I do apologise if this is a dumb question.

I have a scenario whereby I have 3 topics from an upstream service (which are not keyed). Unfortunately, I can't change the behaviour of the 3 topics.

The upstream service bulk publishes all the messages at the end of the day, and I need to get an accumulated view of the transactions, since the order of the transactions matters for a downstream service.

I understand I can't re-order the messages in the different partitions of the topics, so I figured if i could accumulate them, and my service could then take the accumulated result and re-order them before processing.

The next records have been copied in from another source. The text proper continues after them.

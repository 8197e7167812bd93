//! Pending local change queue.
//!
//! Holds edits the server has not acknowledged yet, in the order they were
//! made. Entries leave the queue only through [`PendingQueue::acknowledge`];
//! a full queue refuses new edits instead of dropping old ones.

use std::collections::VecDeque;
use uuid::Uuid;

use crate::error::{SyncError, SyncResult};
use crate::model::PendingChange;
use crate::protocol::Limits;

pub struct PendingQueue {
    queue: VecDeque<PendingChange>,
    max_size: usize,
}

impl PendingQueue {
    pub fn new(max_size: usize) -> Self {
        Self {
            queue: VecDeque::with_capacity(max_size.min(1024)),
            max_size,
        }
    }

    /// Append an edit. Fails with `ValidationFailure` when the queue is full.
    pub fn enqueue(&mut self, change: PendingChange) -> SyncResult<()> {
        if self.queue.len() >= self.max_size {
            return Err(SyncError::ValidationFailure(format!(
                "pending queue is full ({} edits)",
                self.max_size
            )));
        }
        self.queue.push_back(change);
        Ok(())
    }

    /// Copy of the oldest entries that fit one submit frame.
    pub fn snapshot(&self, limits: &Limits) -> Vec<PendingChange> {
        let count = limits.fitting(self.queue.iter().map(|c| c.payload.len()));
        self.queue.iter().take(count).cloned().collect()
    }

    /// Drop the oldest `count` entries once the server has versioned them.
    pub fn acknowledge(&mut self, count: usize) -> Vec<PendingChange> {
        let count = count.min(self.queue.len());
        self.queue.drain(..count).collect()
    }

    /// Acknowledge the head entry if it carries `id`.
    ///
    /// Used when a replayed change turns out to be our own edit whose
    /// acknowledgement was lost with the connection.
    pub fn acknowledge_if_head(&mut self, id: Uuid) -> bool {
        if self.queue.front().is_some_and(|c| c.id == id) {
            self.queue.pop_front();
            true
        } else {
            false
        }
    }

    pub fn len(&self) -> usize {
        self.queue.len()
    }

    pub fn is_empty(&self) -> bool {
        self.queue.is_empty()
    }

    pub fn capacity(&self) -> usize {
        self.max_size
    }

    /// Total payload bytes queued.
    pub fn total_bytes(&self) -> usize {
        self.queue.iter().map(|c| c.payload.len()).sum()
    }
}
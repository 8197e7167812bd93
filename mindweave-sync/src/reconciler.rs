//! Version reconciliation.
//!
//! ```text
//!  submit(base, [p1..pN])
//!        │
//!        ▼
//!  current = store.current_version(doc)
//!        │
//!   ┌────┴───────────────┬──────────────────────┐
//!   │ base == current    │ base < current       │ base > current
//!   ▼                    ▼                      ▼
//!  append_batch       read_since(base)        Corrupt
//!  v = base+1..base+N  → Conflict(current,     (client claims a
//!   → Accepted(base+N)    server_changes)      version that never existed)
//! ```
//!
//! The reconciler never rewrites history and never retries on the client's
//! behalf: a rejected client rebases and resubmits.

use std::sync::Arc;
use uuid::Uuid;

use crate::error::{SyncError, SyncResult};
use crate::model::{now_millis, Change, PendingChange};
use crate::storage::{ChangeLog, StoreError};

/// Outcome of one submission.
#[derive(Debug, Clone, PartialEq)]
pub enum Reconciliation {
    /// Batch stored. `changes` are the stored records, ready to broadcast.
    Accepted { new_version: u64, changes: Vec<Change> },
    /// Client was behind. Nothing was applied.
    Conflict {
        current_version: u64,
        server_changes: Vec<Change>,
    },
}

impl Reconciliation {
    pub fn is_accepted(&self) -> bool {
        matches!(self, Reconciliation::Accepted { .. })
    }
}

pub struct Reconciler {
    log: Arc<dyn ChangeLog>,
}

impl Reconciler {
    pub fn new(log: Arc<dyn ChangeLog>) -> Self {
        Self { log }
    }

    /// Decide a batch of pending changes submitted against `base_version`.
    pub fn reconcile(
        &self,
        doc_id: Uuid,
        author: Uuid,
        base_version: u64,
        pending: Vec<PendingChange>,
    ) -> SyncResult<Reconciliation> {
        if pending.is_empty() {
            return Err(SyncError::ValidationFailure("empty change batch".into()));
        }

        let current = self.log.current_version(doc_id)?;
        if base_version > current {
            log::error!(
                "Document {doc_id}: submission at base {base_version} is ahead of current {current}"
            );
            return Err(SyncError::Corrupt(format!(
                "base version {base_version} is ahead of current version {current}"
            )));
        }
        if base_version < current {
            return self.conflict(doc_id, base_version);
        }

        let timestamp = now_millis();
        let changes: Vec<Change> = pending
            .into_iter()
            .enumerate()
            .map(|(i, p)| p.into_change(doc_id, author, base_version + 1 + i as u64, timestamp))
            .collect();

        match self.log.append_batch(doc_id, changes.clone()) {
            Ok(new_version) => {
                log::debug!(
                    "Document {doc_id}: accepted {} change(s), v{base_version} -> v{new_version}",
                    changes.len()
                );
                Ok(Reconciliation::Accepted {
                    new_version,
                    changes,
                })
            }
            // Another writer got in between the version read and the write.
            Err(StoreError::Conflict { .. }) => self.conflict(doc_id, base_version),
            Err(e) => {
                log::error!("Document {doc_id}: append failed: {e}");
                Err(e.into())
            }
        }
    }

    fn conflict(&self, doc_id: Uuid, base_version: u64) -> SyncResult<Reconciliation> {
        let server_changes = self.log.read_since(doc_id, base_version)?;
        let current_version = server_changes
            .last()
            .map_or(base_version, |c| c.version);
        log::debug!(
            "Document {doc_id}: rejected submission at v{base_version}, current v{current_version}"
        );
        Ok(Reconciliation::Conflict {
            current_version,
            server_changes,
        })
    }
}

However, I am noticing a weird behaviour, and I am hoping someone can clarify what I am missing.

When I do the operation with 1 to 500 accounts, I see 500 messages accumulated and displayed in the output topic.

However, when I try the same operation with 10,000 accounts, I see more output than there should be. (13,000 messages on output topic).

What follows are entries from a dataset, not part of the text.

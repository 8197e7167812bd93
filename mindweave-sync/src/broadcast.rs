//! Per-document fan-out channel with presence.
//!
//! The [`Broadcast`] trait is the seam: `join` / `publish` / `leave` over any
//! message-passing substrate. [`LocalBroadcast`] is the in-process
//! implementation, one tokio broadcast channel per document.
//!
//! ```text
//!                    ┌──────────── Room(doc) ────────────┐
//!  publish(event) ──►│ broadcast::Sender<Arc<ChannelEvent>>│──► Subscription (session A)
//!                    │  capacity = per-member buffer      │──► Subscription (session B)
//!                    └────────────────────────────────────┘──► Subscription (session C)
//! ```
//!
//! Backpressure: a member that falls more than `capacity` events behind
//! loses the oldest ones and sees [`ChannelError::Lagged`] on its next
//! receive. Publishers never wait on slow members. Recovering what was lost
//! is the receiver's job (the server session re-reads the change log).

use parking_lot::RwLock;
use std::collections::HashMap;
use std::sync::atomic::{AtomicU64, Ordering};
use std::sync::Arc;
use tokio::sync::broadcast;
use uuid::Uuid;

use crate::model::{Change, PresenceEntry};
use crate::presence::{PresenceKind, PresenceRegistry};

/// Event fanned out to every member of a document channel.
#[derive(Debug, Clone, PartialEq)]
pub enum ChannelEvent {
    /// An accepted change. `origin` is the submitting session, if live.
    Change { origin: Option<Uuid>, change: Change },
    Presence { kind: PresenceKind, entry: PresenceEntry },
}

#[derive(Debug, Clone, Copy, PartialEq, Eq)]
pub enum ChannelError {
    /// This many events were dropped from the member's buffer.
    Lagged(u64),
    Closed,
}

/// Statistics for monitoring channel health.
#[derive(Debug, Clone, Default, PartialEq, Eq)]
pub struct BroadcastStats {
    pub messages_sent: u64,
    pub active_members: usize,
    pub capacity: usize,
}

/// A member's receiving end of a document channel.
pub struct Subscription {
    pub doc_id: Uuid,
    pub session_id: Uuid,
    rx: broadcast::Receiver<Arc<ChannelEvent>>,
}

impl Subscription {
    pub async fn recv(&mut self) -> Result<Arc<ChannelEvent>, ChannelError> {
        self.rx.recv().await.map_err(|e| match e {
            broadcast::error::RecvError::Lagged(n) => ChannelError::Lagged(n),
            broadcast::error::RecvError::Closed => ChannelError::Closed,
        })
    }

    /// Non-blocking receive; `Ok(None)` when nothing is buffered.
    pub fn try_recv(&mut self) -> Result<Option<Arc<ChannelEvent>>, ChannelError> {
        match self.rx.try_recv() {
            Ok(event) => Ok(Some(event)),
            Err(broadcast::error::TryRecvError::Empty) => Ok(None),
            Err(broadcast::error::TryRecvError::Lagged(n)) => Err(ChannelError::Lagged(n)),
            Err(broadcast::error::TryRecvError::Closed) => Err(ChannelError::Closed),
        }
    }
}

/// Substrate-neutral per-document broadcast channel.
pub trait Broadcast: Send + Sync {
    /// Register a member and start receiving. Events published before this
    /// call are not delivered.
    fn join(&self, doc_id: Uuid, entry: PresenceEntry) -> Subscription;

    /// Deliver to every current member, the publisher included. Returns the
    /// number of members reached.
    fn publish(&self, doc_id: Uuid, event: ChannelEvent) -> usize;

    fn leave(&self, doc_id: Uuid, session_id: Uuid) -> Option<PresenceEntry>;

    fn presence(&self, doc_id: Uuid) -> Vec<PresenceEntry>;

    fn stats(&self, doc_id: Uuid) -> Option<BroadcastStats>;

    /// Refresh a member's `last_active`. False for unknown members.
    fn touch(&self, doc_id: Uuid, session_id: Uuid) -> bool;
}

struct Room {
    sender: broadcast::Sender<Arc<ChannelEvent>>,
    messages_sent: AtomicU64,
}

impl Room {
    fn new(capacity: usize) -> Self {
        let (sender, _) = broadcast::channel(capacity);
        Self {
            sender,
            messages_sent: AtomicU64::new(0),
        }
    }
}

/// In-process broadcast: rooms are created on first join and dropped when
/// the last member leaves.
pub struct LocalBroadcast {
    rooms: RwLock<HashMap<Uuid, Arc<Room>>>,
    presence: PresenceRegistry,
    capacity: usize,
}

impl LocalBroadcast {
    pub fn new(capacity: usize) -> Self {
        Self {
            rooms: RwLock::new(HashMap::new()),
            presence: PresenceRegistry::new(),
            capacity: capacity.max(1),
        }
    }

    pub fn capacity(&self) -> usize {
        self.capacity
    }

    pub fn room_count(&self) -> usize {
        self.rooms.read().len()
    }

    pub fn active_documents(&self) -> Vec<Uuid> {
        self.rooms.read().keys().copied().collect()
    }
}

impl Broadcast for LocalBroadcast {
    fn join(&self, doc_id: Uuid, entry: PresenceEntry) -> Subscription {
        let session_id = entry.session_id;
        // Room creation, membership and subscription under one write lock so
        // a concurrent last-leave cannot drop the room in between.
        let mut rooms = self.rooms.write();
        let room = rooms
            .entry(doc_id)
            .or_insert_with(|| Arc::new(Room::new(self.capacity)))
            .clone();
        self.presence.insert(doc_id, entry);
        let rx = room.sender.subscribe();
        drop(rooms);

        log::debug!("Session {session_id} joined channel {doc_id}");
        Subscription {
            doc_id,
            session_id,
            rx,
        }
    }

    fn publish(&self, doc_id: Uuid, event: ChannelEvent) -> usize {
        let Some(room) = self.rooms.read().get(&doc_id).cloned() else {
            return 0;
        };
        room.messages_sent.fetch_add(1, Ordering::Relaxed);
        room.sender.send(Arc::new(event)).unwrap_or(0)
    }

    fn leave(&self, doc_id: Uuid, session_id: Uuid) -> Option<PresenceEntry> {
        let mut rooms = self.rooms.write();
        let removed = self.presence.remove(doc_id, session_id);
        if self.presence.count(doc_id) == 0 && rooms.remove(&doc_id).is_some() {
            log::debug!("Channel {doc_id} closed (last member left)");
        }
        removed
    }

    fn presence(&self, doc_id: Uuid) -> Vec<PresenceEntry> {
        self.presence.list(doc_id)
    }

    fn stats(&self, doc_id: Uuid) -> Option<BroadcastStats> {
        let room = self.rooms.read().get(&doc_id).cloned()?;
        Some(BroadcastStats {
            messages_sent: room.messages_sent.load(Ordering::Relaxed),
            active_members: self.presence.count(doc_id),
            capacity: self.capacity,
        })
    }

    fn touch(&self, doc_id: Uuid, session_id: Uuid) -> bool {
        self.presence.touch(doc_id, session_id)
    }
}

#[cfg(test)]
mod tests {
    use super::*;
    use crate::model::{AccessLevel, Identity};

    fn entry(name: &str) -> PresenceEntry {
        PresenceEntry::new(Uuid::new_v4(), Identity::random(name), AccessLevel::Edit)
    }

    fn change_event(doc_id: Uuid, version: u64) -> ChannelEvent {
        ChannelEvent::Change {
            origin: None,
            change: Change {
                id: Uuid::new_v4(),
                doc_id,
                author: Uuid::new_v4(),
                timestamp: 0,
                version,
                payload: vec![version as u8],
            },
        }
    }

    fn version_of(event: &ChannelEvent) -> u64 {
        match event {
            ChannelEvent::Change { change, .. } => change.version,
            other => panic!("expected change, got {other:?}"),
        }
    }

    #[tokio::test]
    async fn test_fan_out_to_all_members() {
        let channel = LocalBroadcast::new(16);
        let doc = Uuid::new_v4();
        let mut a = channel.join(doc, entry("Alice"));
        let mut b = channel.join(doc, entry("Bob"));
        let mut c = channel.join(doc, entry("Charlie"));

        assert_eq!(channel.publish(doc, change_event(doc, 1)), 3);

        // Publisher filtering is the caller's job.
        for sub in [&mut a, &mut b, &mut c] {
            assert_eq!(version_of(&sub.recv().await.unwrap()), 1);
        }
    }

    #[tokio::test]
    async fn test_documents_are_isolated() {
        let channel = LocalBroadcast::new(16);
        let doc1 = Uuid::new_v4();
        let doc2 = Uuid::new_v4();
        let mut sub1 = channel.join(doc1, entry("A"));
        let mut sub2 = channel.join(doc2, entry("B"));

        channel.publish(doc1, change_event(doc1, 1));
        assert!(sub1.try_recv().unwrap().is_some());
        assert!(sub2.try_recv().unwrap().is_none());
        assert_eq!(channel.room_count(), 2);
    }

    #[tokio::test]
    async fn test_publish_without_members() {
        let channel = LocalBroadcast::new(16);
        assert_eq!(channel.publish(Uuid::new_v4(), change_event(Uuid::new_v4(), 1)), 0);
    }

    #[tokio::test]
    async fn test_events_arrive_in_publish_order() {
        let channel = LocalBroadcast::new(64);
        let doc = Uuid::new_v4();
        let mut sub = channel.join(doc, entry("A"));
        for v in 1..=20 {
            channel.publish(doc, change_event(doc, v));
        }
        for v in 1..=20 {
            assert_eq!(version_of(&sub.recv().await.unwrap()), v);
        }
    }

    #[tokio::test]
    async fn test_slow_member_lags_fast_member_unaffected() {
        let channel = LocalBroadcast::new(4);
        let doc = Uuid::new_v4();
        let mut slow = channel.join(doc, entry("Slow"));
        let mut fast = channel.join(doc, entry("Fast"));

        for v in 1..=10 {
            channel.publish(doc, change_event(doc, v));
            assert_eq!(version_of(&fast.recv().await.unwrap()), v);
        }

        assert_eq!(slow.recv().await.unwrap_err(), ChannelError::Lagged(6));
        // Oldest dropped, newest kept.
        assert_eq!(version_of(&slow.recv().await.unwrap()), 7);
    }

    #[tokio::test]
    async fn test_leave_and_room_cleanup() {
        let channel = LocalBroadcast::new(16);
        let doc = Uuid::new_v4();
        let alice = entry("Alice");
        let bob = entry("Bob");
        let _a = channel.join(doc, alice.clone());
        let _b = channel.join(doc, bob.clone());
        assert_eq!(channel.presence(doc).len(), 2);

        assert_eq!(channel.leave(doc, alice.session_id), Some(alice.clone()));
        assert_eq!(channel.room_count(), 1);
        assert_eq!(channel.presence(doc), vec![bob.clone()]);

        channel.leave(doc, bob.session_id);
        assert_eq!(channel.room_count(), 0);
        assert!(channel.stats(doc).is_none());
        assert_eq!(channel.leave(doc, bob.session_id), None);
    }

    #[tokio::test]
    async fn test_stats() {
        let channel = LocalBroadcast::new(32);
        let doc = Uuid::new_v4();
        let _sub = channel.join(doc, entry("A"));
        channel.publish(doc, change_event(doc, 1));
        channel.publish(doc, change_event(doc, 2));

        let stats = channel.stats(doc).unwrap();
        assert_eq!(stats.messages_sent, 2);
        assert_eq!(stats.active_members, 1);
        assert_eq!(stats.capacity, 32);
    }

    #[tokio::test]
    async fn test_late_joiner_misses_earlier_events() {
        let channel = LocalBroadcast::new(16);
        let doc = Uuid::new_v4();
        let _first = channel.join(doc, entry("First"));
        channel.publish(doc, change_event(doc, 1));

        let mut late = channel.join(doc, entry("Late"));
        assert!(late.try_recv().unwrap().is_none());
    }
}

    KStream<String, TransactionAccumulator> transactions =
        disbursements
            .merge(repayments)
            .merge(fees)
            .groupBy(
                (k, v) -> v.getAccountId(),
                with(
                    String(),
                    serdeFrom(
                        new JsonSerializer<>(mapper),
                        new JsonDeserializer<>(Transaction.class, mapper))))
            .windowedBy(SessionWindows.with(Duration.of(1, ChronoUnit.MINUTES)))
            .aggregate(
                TransactionAccumulator::new,
                (key, value, aggregate) -> aggregate.add(value),
                (aggKey, aggOne, aggTwo) -> aggOne.merge(aggTwo),
                Materialized.with(
                    String(),
                    serdeFrom(
                        new JsonSerializer<>(mapper),
                        new JsonDeserializer<>(TransactionAccumulator.class, mapper))))
            .toStream((key, value) -> key.key());

As stated earlier, the upstream service bulk publishes all the events at the end of the day (instead of real-time).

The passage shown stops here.